- **Try it**: Please set down word for word every line from the one holding "pub fn encode_length_prefix(length: u32)" to the end of the data below, both included.

━━ Input data

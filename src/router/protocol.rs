//! Wire messages exchanged with router clients.
//!
//! Each request and reply occupies one chunk body, encoded with bincode's
//! standard configuration through [`Message`](crate::message::Message).

use bincode::{Decode, Encode};

/// Client to router.
#[derive(Clone, Debug, PartialEq, Eq, Encode, Decode)]
pub enum Request {
    /// Liveness check answered with [`Reply::Pong`].
    Ping {
        /// Value echoed in the reply.
        nonce: u64,
    },
    /// Body returned verbatim in [`Reply::Echo`].
    Echo {
        /// Opaque payload.
        body: Vec<u8>,
    },
    /// Items processed concurrently, answered by one [`Reply::BatchDone`].
    Batch {
        /// Client-chosen identifier copied into the reply.
        id: u64,
        /// Opaque items; an empty item is rejected.
        items: Vec<Vec<u8>>,
    },
}

/// Router to client.
#[derive(Clone, Debug, PartialEq, Eq, Encode, Decode)]
pub enum Reply {
    /// Answer to [`Request::Ping`].
    Pong {
        /// Nonce from the request.
        nonce: u64,
    },
    /// Answer to [`Request::Echo`].
    Echo {
        /// Body from the request.
        body: Vec<u8>,
    },
    /// Answer to [`Request::Batch`], sent once every item has completed.
    ///
    /// May arrive after replies to requests sent later on the same
    /// connection.
    BatchDone {
        /// Identifier from the request.
        id: u64,
        /// Items processed successfully.
        accepted: u32,
        /// Items that failed.
        rejected: u32,
        /// Reason the first failing item gave, if any.
        first_error: Option<String>,
    },
    /// A chunk that did not decode as a request.
    Rejected {
        /// Decoder diagnostic.
        reason: String,
    },
}
//! Network byte-order helpers for the chunk length prefix.
//!
//! The framing layer only ever needs the 4-byte big-endian length field, so
//! the conversions live here with their lint expectations scoped to the
//! single call site.

/// Width of the length prefix that precedes every chunk on the wire.
pub const LENGTH_PREFIX_SIZE: usize = 4;

/// Serialise a chunk length in network byte order (big-endian).
///
/// # Examples
///
/// ```
/// use relaycore::byte_order::encode_length_prefix;
///
/// assert_eq!(encode_length_prefix(0x0001_0203), [0x00, 0x01, 0x02, 0x03]);
/// ```
#[must_use]
pub fn encode_length_prefix(length: u32) -> [u8; LENGTH_PREFIX_SIZE] {
    #[expect(
        clippy::big_endian_bytes,
        reason = "The chunk length prefix is defined as big-endian."
    )]
    length.to_be_bytes()
}

/// Parse a chunk length from its on-wire representation.
///
/// # Examples
///
/// ```
/// use relaycore::byte_order::decode_length_prefix;
///
/// assert_eq!(decode_length_prefix([0x00, 0x00, 0x01, 0x00]), 256);
/// ```
#[must_use]
pub fn decode_length_prefix(bytes: [u8; LENGTH_PREFIX_SIZE]) -> u32 {
    #[expect(
        clippy::big_endian_bytes,
        reason = "The chunk length prefix is defined as big-endian."
    )]
    u32::from_be_bytes(bytes)
}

━━━━

- **Solution below**:
pub fn encode_length_prefix(length: u32) -> [u8; LENGTH_PREFIX_SIZE] {
    #[expect(
        clippy::big_endian_bytes,
        reason = "The chunk length prefix is defined as big-endian."
    )]
    length.to_be_bytes()
}

/// Parse a chunk length from its on-wire representation.
///
/// # Examples
///
/// ```
/// use relaycore::byte_order::decode_length_prefix;
///
/// assert_eq!(decode_length_prefix([0x00, 0x00, 0x01, 0x00]), 256);
/// ```
#[must_use]
pub fn decode_length_prefix(bytes: [u8; LENGTH_PREFIX_SIZE]) -> u32 {
    #[expect(
        clippy::big_endian_bytes,
        reason = "The chunk length prefix is defined as big-endian."
    )]
    u32::from_be_bytes(bytes)
}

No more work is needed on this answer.